Nothing should be left out when you copy the entries below.

*** Record extracts ***

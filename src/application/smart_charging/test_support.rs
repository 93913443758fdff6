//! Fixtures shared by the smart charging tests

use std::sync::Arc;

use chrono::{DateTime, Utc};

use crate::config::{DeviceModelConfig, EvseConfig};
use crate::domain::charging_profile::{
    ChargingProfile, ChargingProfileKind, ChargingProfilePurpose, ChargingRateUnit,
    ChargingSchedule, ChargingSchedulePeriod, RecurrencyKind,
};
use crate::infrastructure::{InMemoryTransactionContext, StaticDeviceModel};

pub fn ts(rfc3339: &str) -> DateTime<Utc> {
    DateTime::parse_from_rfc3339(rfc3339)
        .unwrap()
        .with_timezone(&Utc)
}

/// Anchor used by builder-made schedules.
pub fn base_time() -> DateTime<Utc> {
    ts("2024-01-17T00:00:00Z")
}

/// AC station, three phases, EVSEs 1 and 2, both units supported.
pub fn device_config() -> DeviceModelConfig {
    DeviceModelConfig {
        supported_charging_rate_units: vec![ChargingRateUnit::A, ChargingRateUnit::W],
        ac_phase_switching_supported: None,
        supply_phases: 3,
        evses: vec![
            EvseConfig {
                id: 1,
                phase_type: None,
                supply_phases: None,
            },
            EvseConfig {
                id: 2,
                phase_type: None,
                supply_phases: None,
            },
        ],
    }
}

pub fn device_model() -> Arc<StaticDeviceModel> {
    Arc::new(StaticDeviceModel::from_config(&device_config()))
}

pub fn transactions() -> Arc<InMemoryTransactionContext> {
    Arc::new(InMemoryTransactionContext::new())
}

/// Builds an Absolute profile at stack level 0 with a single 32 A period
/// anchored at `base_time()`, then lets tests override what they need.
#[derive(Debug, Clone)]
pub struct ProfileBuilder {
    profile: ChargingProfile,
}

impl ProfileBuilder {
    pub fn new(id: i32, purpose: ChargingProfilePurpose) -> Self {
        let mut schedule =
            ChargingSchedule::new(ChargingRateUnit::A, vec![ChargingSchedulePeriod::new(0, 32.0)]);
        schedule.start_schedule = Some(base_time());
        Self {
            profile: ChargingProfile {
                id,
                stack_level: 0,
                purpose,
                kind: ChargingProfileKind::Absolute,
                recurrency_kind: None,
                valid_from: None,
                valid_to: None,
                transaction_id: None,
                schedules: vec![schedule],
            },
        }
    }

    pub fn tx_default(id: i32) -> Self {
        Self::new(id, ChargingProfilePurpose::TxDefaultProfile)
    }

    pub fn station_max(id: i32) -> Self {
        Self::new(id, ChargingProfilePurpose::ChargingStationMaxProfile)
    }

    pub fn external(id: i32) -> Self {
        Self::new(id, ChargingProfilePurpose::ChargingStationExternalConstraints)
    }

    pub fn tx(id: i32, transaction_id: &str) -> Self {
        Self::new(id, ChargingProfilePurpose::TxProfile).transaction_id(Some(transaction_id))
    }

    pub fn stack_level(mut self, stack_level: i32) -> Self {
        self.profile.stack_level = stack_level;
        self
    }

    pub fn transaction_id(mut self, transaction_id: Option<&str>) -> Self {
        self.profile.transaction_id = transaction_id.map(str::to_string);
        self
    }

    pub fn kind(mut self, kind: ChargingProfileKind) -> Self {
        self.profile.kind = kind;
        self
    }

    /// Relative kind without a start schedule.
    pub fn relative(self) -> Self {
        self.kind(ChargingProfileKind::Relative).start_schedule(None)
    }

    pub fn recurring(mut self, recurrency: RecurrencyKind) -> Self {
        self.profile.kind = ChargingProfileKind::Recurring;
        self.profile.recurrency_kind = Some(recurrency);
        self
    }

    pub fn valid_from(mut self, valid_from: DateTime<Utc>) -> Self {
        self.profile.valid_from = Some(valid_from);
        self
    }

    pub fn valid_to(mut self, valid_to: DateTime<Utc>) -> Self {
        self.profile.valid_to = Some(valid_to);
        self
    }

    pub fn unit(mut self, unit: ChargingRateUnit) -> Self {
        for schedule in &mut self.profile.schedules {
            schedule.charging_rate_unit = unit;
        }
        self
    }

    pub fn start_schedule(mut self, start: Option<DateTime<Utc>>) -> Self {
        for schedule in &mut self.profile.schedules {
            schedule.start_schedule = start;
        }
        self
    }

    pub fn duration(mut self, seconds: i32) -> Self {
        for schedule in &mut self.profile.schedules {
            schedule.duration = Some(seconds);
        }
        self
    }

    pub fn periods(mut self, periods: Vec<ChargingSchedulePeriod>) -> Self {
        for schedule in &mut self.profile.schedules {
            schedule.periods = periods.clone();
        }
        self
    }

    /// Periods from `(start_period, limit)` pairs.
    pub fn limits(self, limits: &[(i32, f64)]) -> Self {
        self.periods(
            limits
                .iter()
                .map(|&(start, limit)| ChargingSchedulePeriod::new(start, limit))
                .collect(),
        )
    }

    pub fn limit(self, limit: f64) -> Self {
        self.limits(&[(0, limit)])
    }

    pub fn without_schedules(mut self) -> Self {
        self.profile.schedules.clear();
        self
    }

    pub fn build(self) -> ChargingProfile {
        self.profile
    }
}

*** End of Record extracts ***

→ Answer below:
filename src/application/smart_charging/test_support.rs
repository 93913443758fdff6
//! Fixtures shared by the smart charging tests

use std::sync::Arc;

use chrono::{DateTime, Utc};

use crate::config::{DeviceModelConfig, EvseConfig};
use crate::domain::charging_profile::{
    ChargingProfile, ChargingProfileKind, ChargingProfilePurpose, ChargingRateUnit,
    ChargingSchedule, ChargingSchedulePeriod, RecurrencyKind,
};
use crate::infrastructure::{InMemoryTransactionContext, StaticDeviceModel};

pub fn ts(rfc3339: &str) -> DateTime<Utc> {
    DateTime::parse_from_rfc3339(rfc3339)
        .unwrap()
        .with_timezone(&Utc)
}

/// Anchor used by builder-made schedules.
pub fn base_time() -> DateTime<Utc> {
    ts("2024-01-17T00:00:00Z")
}

/// AC station, three phases, EVSEs 1 and 2, both units supported.
pub fn device_config() -> DeviceModelConfig {
    DeviceModelConfig {
        supported_charging_rate_units: vec![ChargingRateUnit::A, ChargingRateUnit::W],
        ac_phase_switching_supported: None,
        supply_phases: 3,
        evses: vec![
            EvseConfig {
                id: 1,
                phase_type: None,
                supply_phases: None,
            },
            EvseConfig {
                id: 2,
                phase_type: None,
                supply_phases: None,
            },
        ],
    }
}

pub fn device_model() -> Arc<StaticDeviceModel> {
    Arc::new(StaticDeviceModel::from_config(&device_config()))
}

pub fn transactions() -> Arc<InMemoryTransactionContext> {
    Arc::new(InMemoryTransactionContext::new())
}

/// Builds an Absolute profile at stack level 0 with a single 32 A period
/// anchored at `base_time()`, then lets tests override what they need.
#[derive(Debug, Clone)]
pub struct ProfileBuilder {
    profile: ChargingProfile,
}

impl ProfileBuilder {
    pub fn new(id: i32, purpose: ChargingProfilePurpose) -> Self {
        let mut schedule =
            ChargingSchedule::new(ChargingRateUnit::A, vec![ChargingSchedulePeriod::new(0, 32.0)]);
        schedule.start_schedule = Some(base_time());
        Self {
            profile: ChargingProfile {
                id,
                stack_level: 0,
                purpose,
                kind: ChargingProfileKind::Absolute,
                recurrency_kind: None,
                valid_from: None,
                valid_to: None,
                transaction_id: None,
                schedules: vec![schedule],
            },
        }
    }

    pub fn tx_default(id: i32) -> Self {
        Self::new(id, ChargingProfilePurpose::TxDefaultProfile)
    }

    pub fn station_max(id: i32) -> Self {
        Self::new(id, ChargingProfilePurpose::ChargingStationMaxProfile)
    }

    pub fn external(id: i32) -> Self {
        Self::new(id, ChargingProfilePurpose::ChargingStationExternalConstraints)
    }

    pub fn tx(id: i32, transaction_id: &str) -> Self {
        Self::new(id, ChargingProfilePurpose::TxProfile).transaction_id(Some(transaction_id))
    }

    pub fn stack_level(mut self, stack_level: i32) -> Self {
        self.profile.stack_level = stack_level;
        self
    }

    pub fn transaction_id(mut self, transaction_id: Option<&str>) -> Self {
        self.profile.transaction_id = transaction_id.map(str::to_string);
        self
    }

    pub fn kind(mut self, kind: ChargingProfileKind) -> Self {
        self.profile.kind = kind;
        self
    }

    /// Relative kind without a start schedule.
    pub fn relative(self) -> Self {
        self.kind(ChargingProfileKind::Relative).start_schedule(None)
    }

    pub fn recurring(mut self, recurrency: RecurrencyKind) -> Self {
        self.profile.kind = ChargingProfileKind::Recurring;
        self.profile.recurrency_kind = Some(recurrency);
        self
    }

    pub fn valid_from(mut self, valid_from: DateTime<Utc>) -> Self {
        self.profile.valid_from = Some(valid_from);
        self
    }

    pub fn valid_to(mut self, valid_to: DateTime<Utc>) -> Self {
        self.profile.valid_to = Some(valid_to);
        self
    }

    pub fn unit(mut self, unit: ChargingRateUnit) -> Self {
        for schedule in &mut self.profile.schedules {
            schedule.charging_rate_unit = unit;
        }
        self
    }

    pub fn start_schedule(mut self, start: Option<DateTime<Utc>>) -> Self {
        for schedule in &mut self.profile.schedules {
            schedule.start_schedule = start;
        }
        self
    }

    pub fn duration(mut self, seconds: i32) -> Self {
        for schedule in &mut self.profile.schedules {
            schedule.duration = Some(seconds);
        }
        self
    }

    pub fn periods(mut self, periods: Vec<ChargingSchedulePeriod>) -> Self {
        for schedule in &mut self.profile.schedules {
            schedule.periods = periods.clone();
        }
        self
    }

    /// Periods from `(start_period, limit)` pairs.
    pub fn limits(self, limits: &[(i32, f64)]) -> Self {
        self.periods(
            limits
                .iter()
                .map(|&(start, limit)| ChargingSchedulePeriod::new(start, limit))
                .collect(),
        )
    }

    pub fn limit(self, limit: f64) -> Self {
        self.limits(&[(0, limit)])
    }

    pub fn without_schedules(mut self) -> Self {
        self.profile.schedules.clear();
        self
    }

    pub fn build(self) -> ChargingProfile {
        self.profile
    }
}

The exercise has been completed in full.